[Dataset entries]
•••

//! Core types for Foodcourt.
//!
//! This module provides type-safe wrappers for common domain concepts.

pub mod cart_item;
pub mod id;
pub mod price;
pub mod status;

pub use cart_item::{CartItem, DishSelection};
pub use id::*;
pub use price::Price;
pub use status::*;
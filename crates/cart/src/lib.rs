//! Foodcourt cart library.
//!
//! Holds the customer's cart, persists it across restarts and keeps it in
//! step with the backend cart once the customer logs in.
//!
//! # Modules
//!
//! - [`cart`] - In-memory cart and the restaurant policy
//! - [`store`] - [`CartStore`], mutation strategies and server sync
//! - [`storage`] - Key-value persistence (`MemoryStore`, `FileStore`)
//! - [`remote`] - Backend cart/order API and its `reqwest` client
//! - [`checkout`] - Order summary and placement
//! - [`session`] - Authenticated session passed into the store
//! - [`config`] - Environment-driven configuration

#![cfg_attr(not(test), forbid(unsafe_code))]

pub mod cart;
pub mod checkout;
pub mod config;
pub mod remote;
pub mod session;
pub mod storage;
pub mod store;

#[cfg(test)]
mod testing;

pub use cart::{Cart, PolicyDecision, RestaurantPolicy};
pub use checkout::{CartSummary, CheckoutError, DeliveryOption};
pub use config::{ApiConfig, CartConfig, ConfigError, StoreOptions};
pub use remote::{CartApi, CartApiError, HttpCartClient, OrderApi};
pub use session::Session;
pub use storage::{FileStore, KeyValueStore, MemoryStore, StorageError};
pub use store::{AddOutcome, CartStore, MutationPath, SyncError, SyncOutcome, watch_sessions};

•••

• _AIM OF THE EXERCISE_
For every entry in the records above, write an exact copy.

• _YOUR RESPONSE_
//! Core types for Foodcourt.
//!
//! This module provides type-safe wrappers for common domain concepts.

pub mod cart_item;
pub mod id;
pub mod price;
pub mod status;

pub use cart_item::{CartItem, DishSelection};
pub use id::*;
pub use price::Price;
pub use status::*;
filename crates/cart/src/lib.rs
//! Foodcourt cart library.
//!
//! Holds the customer's cart, persists it across restarts and keeps it in
//! step with the backend cart once the customer logs in.
//!
//! # Modules
//!
//! - [`cart`] - In-memory cart and the restaurant policy
//! - [`store`] - [`CartStore`], mutation strategies and server sync
//! - [`storage`] - Key-value persistence (`MemoryStore`, `FileStore`)
//! - [`remote`] - Backend cart/order API and its `reqwest` client
//! - [`checkout`] - Order summary and placement
//! - [`session`] - Authenticated session passed into the store
//! - [`config`] - Environment-driven configuration

#![cfg_attr(not(test), forbid(unsafe_code))]

pub mod cart;
pub mod checkout;
pub mod config;
pub mod remote;
pub mod session;
pub mod storage;
pub mod store;

#[cfg(test)]
mod testing;

pub use cart::{Cart, PolicyDecision, RestaurantPolicy};
pub use checkout::{CartSummary, CheckoutError, DeliveryOption};
pub use config::{ApiConfig, CartConfig, ConfigError, StoreOptions};
pub use remote::{CartApi, CartApiError, HttpCartClient, OrderApi};
pub use session::Session;
pub use storage::{FileStore, KeyValueStore, MemoryStore, StorageError};
pub use store::{AddOutcome, CartStore, MutationPath, SyncError, SyncOutcome, watch_sessions};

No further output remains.